I am continually humbled by our ability to attract the very best people in their fields to work at AVO. This gives me great confidence that we will achieve our targets. In addition, the Board is continually looking at ways to optimise our capital structure and ensure we are fully funded through to first patient.
Q5: And what of the opportunity for Advanced Oncotherapy plc?
A5: It is notable that some industry experts, such as Professor Jay Loeffler of Harvard Medical School, and who sits on our medical advisory board, expects proton therapy to completely replace X-ray based radiotherapy, if and when costs become similar for both treatments. Others believe the two approaches will be used to treat different types of cancers. Whatever the eventuality, there is a growing body of evidence on proton therapy’s clinical superiority.
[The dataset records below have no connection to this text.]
//! SVG `<use>` references to definitions outside the captured subtree

mod common;

use common::{svg_markup, RecordingFetcher};
use domsnap::dom::StaticDocument;
use domsnap::{CaptureOptions, Capturer};

const PAGE: &str = r##"<html><body>
<svg style="display: none">
    <symbol id="icon" viewBox="0 0 10 10"><use href="#dot"/></symbol>
    <circle id="dot" cx="5" cy="5" r="4"/>
</svg>
<div id="root" style="width: 40px; height: 20px">
    <svg width="20" height="20"><use href="#icon"/></svg>
    <svg width="20" height="20"><use xlink:href="#icon"/><use href="#missing"/></svg>
</div>
<div id="local" style="width: 20px; height: 20px">
    <svg><defs><rect id="box" width="4" height="4"/></defs><use href="#box"/></svg>
</div>
</body></html>"##;

async fn capture(selector: &str) -> String {
    let doc = StaticDocument::parse(PAGE);
    let root = doc.select(selector).unwrap().unwrap();
    let uri = Capturer::new(RecordingFetcher::default())
        .to_svg(&doc, &root, &CaptureOptions::default())
        .await
        .unwrap();
    svg_markup(&uri)
}

#[tokio::test]
async fn referenced_symbols_are_copied_into_hidden_defs() {
    let svg = capture("#root").await;
    let defs = svg.find("<defs>").expect("definitions appended");
    let symbol = svg.find("<symbol").unwrap();
    assert!(defs < symbol);
    assert!(svg.find("<use href=\"#icon\"").unwrap() < defs);
    assert!(svg.contains("position: absolute;"));
    // One copy however many times it is referenced.
    assert_eq!(svg.matches("id=\"icon\"").count(), 1);
    // References inside copied definitions are followed.
    assert!(svg.contains("<circle id=\"dot\""));
}

#[tokio::test]
async fn definitions_inside_the_subtree_are_not_duplicated() {
    let svg = capture("#local").await;
    assert_eq!(svg.matches("id=\"box\"").count(), 1);
    assert_eq!(svg.matches("<defs").count(), 1);
}
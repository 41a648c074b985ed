//! Image embedding over a cloned tree
//!
//! Handles `url()` references in any inline style property (backgrounds,
//! masks, list markers, cursors, border images), `<img src>` and SVG
//! `<image href>`.
//! Children are processed concurrently; a node's failure surfaces unless
//! the capture options handle it.

use futures::future::{try_join_all, BoxFuture, FutureExt};

use super::embed::{embed_resources, should_embed};
use super::{is_data_url, mime_type_for_url, resolve_url, EmbedContext};
use crate::clone::ClonedElement;
use crate::Result;

/// Embed every image referenced by `el` and its descendants.
pub fn embed_images<'a>(el: &'a mut ClonedElement, ctx: &'a EmbedContext<'a>) -> BoxFuture<'a, Result<()>> {
    async move {
        embed_style_urls(el, ctx).await?;
        embed_image_node(el, ctx).await?;
        try_join_all(el.element_children_mut().map(|child| embed_images(child, ctx))).await?;
        Ok(())
    }
    .boxed()
}

/// Embed every style value that references an external resource.
///
/// Shorthands and longhands are both kept by hosts, so no property is
/// skipped because another one of its group has a value.
async fn embed_style_urls(el: &mut ClonedElement, ctx: &EmbedContext<'_>) -> Result<()> {
    let pending: Vec<(String, String)> = el
        .style
        .iter()
        .filter(|(_, value)| should_embed(value))
        .map(|(name, value)| (name.to_string(), value.to_string()))
        .collect();
    if pending.is_empty() {
        return Ok(());
    }
    let embedded =
        try_join_all(pending.iter().map(|(_, value)| embed_resources(value, ctx.base_url(), ctx))).await?;
    for ((name, _), value) in pending.into_iter().zip(embedded) {
        el.style.set(name, value);
    }
    Ok(())
}

async fn embed_image_node(el: &mut ClonedElement, ctx: &EmbedContext<'_>) -> Result<()> {
    let source_attr = if el.is("img") {
        "src"
    } else if el.is("image") {
        if el.attr("href").is_some() {
            "href"
        } else {
            "xlink:href"
        }
    } else {
        return Ok(());
    };
    let Some(src) = el.attr(source_attr).map(|s| s.to_string()) else {
        return Ok(());
    };
    if src.is_empty() || is_data_url(&src) {
        return Ok(());
    }

    let resolved = resolve_url(&src, ctx.base_url());
    let outcome = ctx.resource_to_data_url(&resolved, mime_type_for_url(&src)).await;
    if let Some(data_url) = ctx.settle(outcome)? {
        el.set_attr(source_attr, data_url);
        if source_attr == "src" {
            el.remove_attr("srcset");
            if el.attr("loading") == Some("lazy") {
                el.set_attr("loading", "eager");
            }
        }
    }
    Ok(())
}
impl StaticNode {
    fn data(&self) -> &NodeData {
        &self.tree.nodes[self.id]
    }

    fn attr(&self, name: &str) -> Option<String> {
        match self.data() {
            NodeData::Element { attributes, .. } => attributes
                .iter()
                .find(|(k, _)| k.eq_ignore_ascii_case(name))
                .map(|(_, v)| v.clone()),
            _ => None,
        }
    }

    fn state(&self) -> LiveState {
        self.tree
            .state
            .read()
            .map(|s| s.get(&self.id).cloned().unwrap_or_default())
            .unwrap_or_default()
    }

    fn update(&self, f: impl FnOnce(&mut LiveState)) {
        if let Ok(mut state) = self.tree.state.write() {
            f(state.entry(self.id).or_default());
        }
    }

    pub fn set_value(&self, value: impl Into<String>) {
        let value = value.into();
        self.update(|s| s.value = Some(value));
    }

    pub fn set_checked(&self, checked: bool) {
        self.update(|s| s.checked = Some(checked));
    }

    pub fn set_canvas_bitmap(&self, data_url: impl Into<String>) {
        let data_url = data_url.into();
        self.update(|s| s.canvas = Some(data_url));
    }

    pub fn set_video_frame(&self, data_url: impl Into<String>) {
        let data_url = data_url.into();
        self.update(|s| s.video_frame = Some(data_url));
    }

    fn text_content(&self) -> String {
        let mut out = String::new();
        let mut stack = vec![self.id];
        while let Some(id) = stack.pop() {
            if let NodeData::Text(t) = &self.tree.nodes[id] {
                out.push_str(t);
            }
            stack.extend(self.tree.children[id].iter().rev());
        }
        out
    }

    fn descendant_elements(&self, tag: &str) -> Vec<StaticNode> {
        let mut found = Vec::new();
        let mut stack: Vec<usize> = self.tree.children[self.id].iter().rev().copied().collect();
        while let Some(id) = stack.pop() {
            if matches!(&self.tree.nodes[id], NodeData::Element { tag: t, .. } if t == tag) {
                found.push(StaticNode { tree: Arc::clone(&self.tree), id });
            }
            stack.extend(self.tree.children[id].iter().rev());
        }
        found
    }

    fn authored_px(&self, property: &str) -> Option<f64> {
        let style = &self.tree.styles[self.id].as_ref()?.element;
        style.get(property)?.trim().strip_suffix("px")?.trim().parse().ok()
    }
}

impl LiveNode for StaticNode {
    fn node_type(&self) -> NodeType {
        match self.data() {
            NodeData::Element { .. } => NodeType::Element,
            NodeData::Text(_) => NodeType::Text,
            NodeData::Other => NodeType::Other,
        }
    }

    fn tag_name(&self) -> String {
        match self.data() {
            NodeData::Element { tag, .. } => tag.clone(),
            _ => String::new(),
        }
    }

    fn text(&self) -> Option<String> {
        match self.data() {
            NodeData::Text(t) => Some(t.clone()),
            _ => None,
        }
    }

    fn attributes(&self) -> Vec<(String, String)> {
        match self.data() {
            NodeData::Element { attributes, .. } => attributes.clone(),
            _ => Vec::new(),
        }
    }

    fn children(&self) -> Vec<Self> {
        self.tree.children[self.id]
            .iter()
            .map(|&id| StaticNode { tree: Arc::clone(&self.tree), id })
            .collect()
    }

    fn computed_style(&self, pseudo: Option<PseudoElement>) -> Result<ComputedStyle> {
        let styles = self.tree.styles[self.id]
            .as_ref()
            .ok_or_else(|| Error::StyleCaptureError("node has no computed style".into()))?;
        Ok(match pseudo {
            None => styles.element.clone(),
            Some(PseudoElement::Before) => styles.before.clone(),
            Some(PseudoElement::After) => styles.after.clone(),
        })
    }

    fn scroll_size(&self) -> (f64, f64) {
        let viewport = self.tree.viewport;
        (
            self.authored_px("width").unwrap_or(viewport.width as f64),
            self.authored_px("height").unwrap_or(viewport.height as f64),
        )
    }

    fn canvas_data_url(&self) -> Option<String> {
        self.state().canvas
    }

    fn element_by_id(&self, id: &str) -> Option<Self> {
        self.tree
            .nodes
            .iter()
            .position(|node| match node {
                NodeData::Element { attributes, .. } => attributes.iter().any(|(k, v)| k == "id" && v == id),
                _ => false,
            })
            .map(|found| StaticNode { tree: Arc::clone(&self.tree), id: found })
    }

    fn video_frame_data_url(&self) -> Option<String> {
        self.state().video_frame
    }

    fn form_value(&self) -> Option<String> {
        if let Some(value) = self.state().value {
            return Some(value);
        }
        match self.tag_name().as_str() {
            "input" => self.attr("value"),
            "textarea" => Some(self.text_content()),
            "select" => {
                let options = self.descendant_elements("option");
                let chosen = options
                    .iter()
                    .find(|o| o.attr("selected").is_some())
                    .or_else(|| options.first())?;
                Some(chosen.attr("value").unwrap_or_else(|| chosen.text_content().trim().to_string()))
            }
            _ => None,
        }
    }

    fn is_checked(&self) -> Option<bool> {
        if self.tag_name() != "input" {
            return None;
        }
        let kind = self.attr("type").unwrap_or_default().to_ascii_lowercase();
        if kind != "checkbox" && kind != "radio" {
            return None;
        }
        Some(self.state().checked.unwrap_or_else(|| self.attr("checked").is_some()))
    }
}
//! `domsnap` command line: capture an element of a local HTML file.

use anyhow::{anyhow, bail, Context, Result};
use clap::{Parser, ValueEnum};
use std::path::PathBuf;

use domsnap::dom::StaticDocument;
use domsnap::{CaptureOptions, Capturer, CapturerConfig, OutputFormat};

#[derive(Debug, Clone, Copy, PartialEq, Eq, ValueEnum)]
enum Format {
    Svg,
    Png,
    Jpeg,
    /// Raw RGBA bytes
    Pixels,
}

#[derive(Parser, Debug)]
#[command(about, long_about = None)]
struct Args {
    /// HTML file to load
    html: PathBuf,
    /// Extra stylesheet applied after the document's own styles
    #[arg(long)]
    css: Vec<PathBuf>,
    /// Element to capture (defaults to <body>)
    #[arg(long, short)]
    selector: Option<String>,
    /// Base URL for relative resource references
    #[arg(long)]
    base_url: Option<String>,
    #[arg(long, short, value_enum, default_value_t = Format::Svg)]
    format: Format,
    /// Output file (defaults to stdout)
    #[arg(long, short)]
    output: Option<PathBuf>,
    #[arg(long)]
    width: Option<f64>,
    #[arg(long)]
    height: Option<f64>,
    #[arg(long)]
    pixel_ratio: Option<f64>,
    /// JPEG quality in [0, 1]
    #[arg(long)]
    quality: Option<f64>,
    #[arg(long)]
    background_color: Option<String>,
    #[arg(long)]
    cache_bust: bool,
    /// JSON file with capture options (camelCase keys)
    #[arg(long)]
    options: Option<PathBuf>,
}

impl Args {
    fn capture_options(&self) -> Result<CaptureOptions> {
        let mut options = match &self.options {
            Some(path) => {
                let text = std::fs::read_to_string(path)
                    .with_context(|| format!("reading options from {}", path.display()))?;
                serde_json::from_str(&text).context("parsing capture options")?
            }
            None => CaptureOptions::default(),
        };
        options.width = self.width.or(options.width);
        options.height = self.height.or(options.height);
        options.pixel_ratio = self.pixel_ratio.or(options.pixel_ratio);
        options.quality = self.quality.or(options.quality);
        if self.background_color.is_some() {
            options.background_color = self.background_color.clone();
        }
        options.cache_bust |= self.cache_bust;
        if self.format == Format::Jpeg {
            options.blob_format = OutputFormat::Jpeg;
        }
        Ok(options)
    }

    fn load_document(&self) -> Result<StaticDocument> {
        let html = std::fs::read_to_string(&self.html)
            .with_context(|| format!("reading {}", self.html.display()))?;
        let mut builder = StaticDocument::builder(html);
        if let Some(base) = &self.base_url {
            builder = builder.with_base_url(base.clone());
        }
        for path in &self.css {
            let css = std::fs::read_to_string(path).with_context(|| format!("reading {}", path.display()))?;
            builder = builder.with_stylesheet(css);
        }
        Ok(builder.build())
    }
}

#[cfg(feature = "resvg")]
fn capturer() -> Capturer {
    Capturer::default().with_decoder(domsnap::rendering::ResvgDecoder::with_system_fonts())
}

#[cfg(not(feature = "resvg"))]
fn capturer() -> Capturer {
    Capturer::default()
}

#[tokio::main]
async fn main() -> Result<()> {
    env_logger::init();
    let args = Args::parse();

    let options = args.capture_options()?;
    let document = args.load_document()?;
    let node = match &args.selector {
        Some(selector) => document.select(selector)?,
        None => document.body(),
    }
    .ok_or_else(|| anyhow!("no element matches {:?}", args.selector.as_deref().unwrap_or("body")))?;

    let capturer = capturer().with_config(CapturerConfig::default());
    if args.format != Format::Svg && !cfg!(feature = "resvg") {
        bail!("raster output needs domsnap built with the `resvg` feature");
    }

    let bytes = match args.format {
        Format::Svg => capturer
            .to_vector_document(&document, &node, &options)
            .await?
            .to_markup()
            .as_bytes()
            .to_vec(),
        Format::Png | Format::Jpeg => capturer.to_blob(&document, &node, &options).await?.bytes,
        Format::Pixels => capturer.to_pixel_data(&document, &node, &options).await?,
    };

    match &args.output {
        Some(path) => {
            std::fs::write(path, &bytes).with_context(|| format!("writing {}", path.display()))?;
            log::info!("wrote {} bytes to {}", bytes.len(), path.display());
        }
        None => {
            use std::io::Write;
            std::io::stdout().write_all(&bytes)?;
        }
    }
    Ok(())
}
I’ve had a long career in healthcare; AVO is, without a doubt, the most exciting project I’ve had the opportunity to be involved with.
AVO has the capacity to disrupt and gain significant market share in not just the proton therapy global market, which is set to break the $1 billion mark in the next few years, but the whole radiotherapy market. Bearing in mind that only around 1% of the world’s population in need of radiotherapy will receive proton therapy, the opportunity for AVO cannot be overstated.